| DATA LISTING |
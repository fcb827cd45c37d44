#[cfg(test)]
mod tests {
    use parking_lot::{Mutex, MutexGuard};
    use tasklane::db::db::Db;
    use tasklane::db::migrations::{get_db_version, needs_migration, MigrationManager};
    use tempfile::TempDir;
    use test_context::{test_context, TestContext};

    // HOME is process-wide; tests in this file take turns with it.
    static HOME_LOCK: Mutex<()> = Mutex::new(());

    struct MigrationTestContext {
        _home: MutexGuard<'static, ()>,
        _temp_dir: TempDir,
    }

    impl TestContext for MigrationTestContext {
        fn setup() -> Self {
            let home = HOME_LOCK.lock();
            let temp_dir = tempfile::tempdir().unwrap();
            std::env::set_var("HOME", temp_dir.path());
            std::env::set_var("LOCALAPPDATA", temp_dir.path());
            MigrationTestContext {
                _home: home,
                _temp_dir: temp_dir,
            }
        }
    }

    #[test_context(MigrationTestContext)]
    #[test]
    fn test_migrations_run_automatically(_ctx: &mut MigrationTestContext) {
        let db = Db::new().unwrap();

        let version = get_db_version(&db.conn).unwrap();
        assert_eq!(version, MigrationManager::new().latest_version());
        assert!(!needs_migration(&db.conn).unwrap());
    }

    #[test_context(MigrationTestContext)]
    #[test]
    fn test_fresh_database_needs_migration(_ctx: &mut MigrationTestContext) {
        let conn = Db::new_without_migrations().unwrap();
        assert_eq!(get_db_version(&conn).unwrap(), 0);
        assert!(needs_migration(&conn).unwrap());
    }

    #[test_context(MigrationTestContext)]
    #[test]
    fn test_migration_history(_ctx: &mut MigrationTestContext) {
        let mut conn = Db::new_without_migrations().unwrap();
        let manager = MigrationManager::new();

        manager.run_migrations(&mut conn).unwrap();

        let history = manager.get_migration_history(&conn).unwrap();
        assert!(!history.is_empty());
        for (i, (version, _, _)) in history.iter().enumerate() {
            assert_eq!(*version as usize, i + 1);
        }
        assert!(manager.is_migration_applied(&conn, 1).unwrap());
    }

    #[test_context(MigrationTestContext)]
    #[test]
    fn test_migration_idempotency(_ctx: &mut MigrationTestContext) {
        let mut conn = Db::new_without_migrations().unwrap();
        let manager = MigrationManager::new();

        manager.run_migrations(&mut conn).unwrap();
        let version1 = get_db_version(&conn).unwrap();

        manager.run_migrations(&mut conn).unwrap();
        let version2 = get_db_version(&conn).unwrap();

        assert_eq!(version1, version2);
    }

    #[test_context(MigrationTestContext)]
    #[test]
    fn test_tasks_table_exists(_ctx: &mut MigrationTestContext) {
        let db = Db::new().unwrap();
        let columns: Vec<String> = db
            .conn
            .prepare("SELECT name FROM pragma_table_info('tasks')")
            .unwrap()
            .query_map([], |row| row.get(0))
            .unwrap()
            .collect::<Result<_, _>>()
            .unwrap();

        for column in ["id", "user_id", "title", "sort_order", "attachments", "updated_at"] {
            assert!(columns.iter().any(|c| c == column), "missing column {column}");
        }
    }
}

| EXERCISE GOAL |
Copy the entries exactly, leaving no line out.

| ANSWER SECTION |
repository fcb827cd45c37d44
#[cfg(test)]
mod tests {
    use parking_lot::{Mutex, MutexGuard};
    use tasklane::db::db::Db;
    use tasklane::db::migrations::{get_db_version, needs_migration, MigrationManager};
    use tempfile::TempDir;
    use test_context::{test_context, TestContext};

    // HOME is process-wide; tests in this file take turns with it.
    static HOME_LOCK: Mutex<()> = Mutex::new(());

    struct MigrationTestContext {
        _home: MutexGuard<'static, ()>,
        _temp_dir: TempDir,
    }

    impl TestContext for MigrationTestContext {
        fn setup() -> Self {
            let home = HOME_LOCK.lock();
            let temp_dir = tempfile::tempdir().unwrap();
            std::env::set_var("HOME", temp_dir.path());
            std::env::set_var("LOCALAPPDATA", temp_dir.path());
            MigrationTestContext {
                _home: home,
                _temp_dir: temp_dir,
            }
        }
    }

    #[test_context(MigrationTestContext)]
    #[test]
    fn test_migrations_run_automatically(_ctx: &mut MigrationTestContext) {
        let db = Db::new().unwrap();

        let version = get_db_version(&db.conn).unwrap();
        assert_eq!(version, MigrationManager::new().latest_version());
        assert!(!needs_migration(&db.conn).unwrap());
    }

    #[test_context(MigrationTestContext)]
    #[test]
    fn test_fresh_database_needs_migration(_ctx: &mut MigrationTestContext) {
        let conn = Db::new_without_migrations().unwrap();
        assert_eq!(get_db_version(&conn).unwrap(), 0);
        assert!(needs_migration(&conn).unwrap());
    }

    #[test_context(MigrationTestContext)]
    #[test]
    fn test_migration_history(_ctx: &mut MigrationTestContext) {
        let mut conn = Db::new_without_migrations().unwrap();
        let manager = MigrationManager::new();

        manager.run_migrations(&mut conn).unwrap();

        let history = manager.get_migration_history(&conn).unwrap();
        assert!(!history.is_empty());
        for (i, (version, _, _)) in history.iter().enumerate() {
            assert_eq!(*version as usize, i + 1);
        }
        assert!(manager.is_migration_applied(&conn, 1).unwrap());
    }

    #[test_context(MigrationTestContext)]
    #[test]
    fn test_migration_idempotency(_ctx: &mut MigrationTestContext) {
        let mut conn = Db::new_without_migrations().unwrap();
        let manager = MigrationManager::new();

        manager.run_migrations(&mut conn).unwrap();
        let version1 = get_db_version(&conn).unwrap();

        manager.run_migrations(&mut conn).unwrap();
        let version2 = get_db_version(&conn).unwrap();

        assert_eq!(version1, version2);
    }

    #[test_context(MigrationTestContext)]
    #[test]
    fn test_tasks_table_exists(_ctx: &mut MigrationTestContext) {
        let db = Db::new().unwrap();
        let columns: Vec<String> = db
            .conn
            .prepare("SELECT name FROM pragma_table_info('tasks')")
            .unwrap()
            .query_map([], |row| row.get(0))
            .unwrap()
            .collect::<Result<_, _>>()
            .unwrap();

        for column in ["id", "user_id", "title", "sort_order", "attachments", "updated_at"] {
            assert!(columns.iter().any(|c| c == column), "missing column {column}");
        }
    }
}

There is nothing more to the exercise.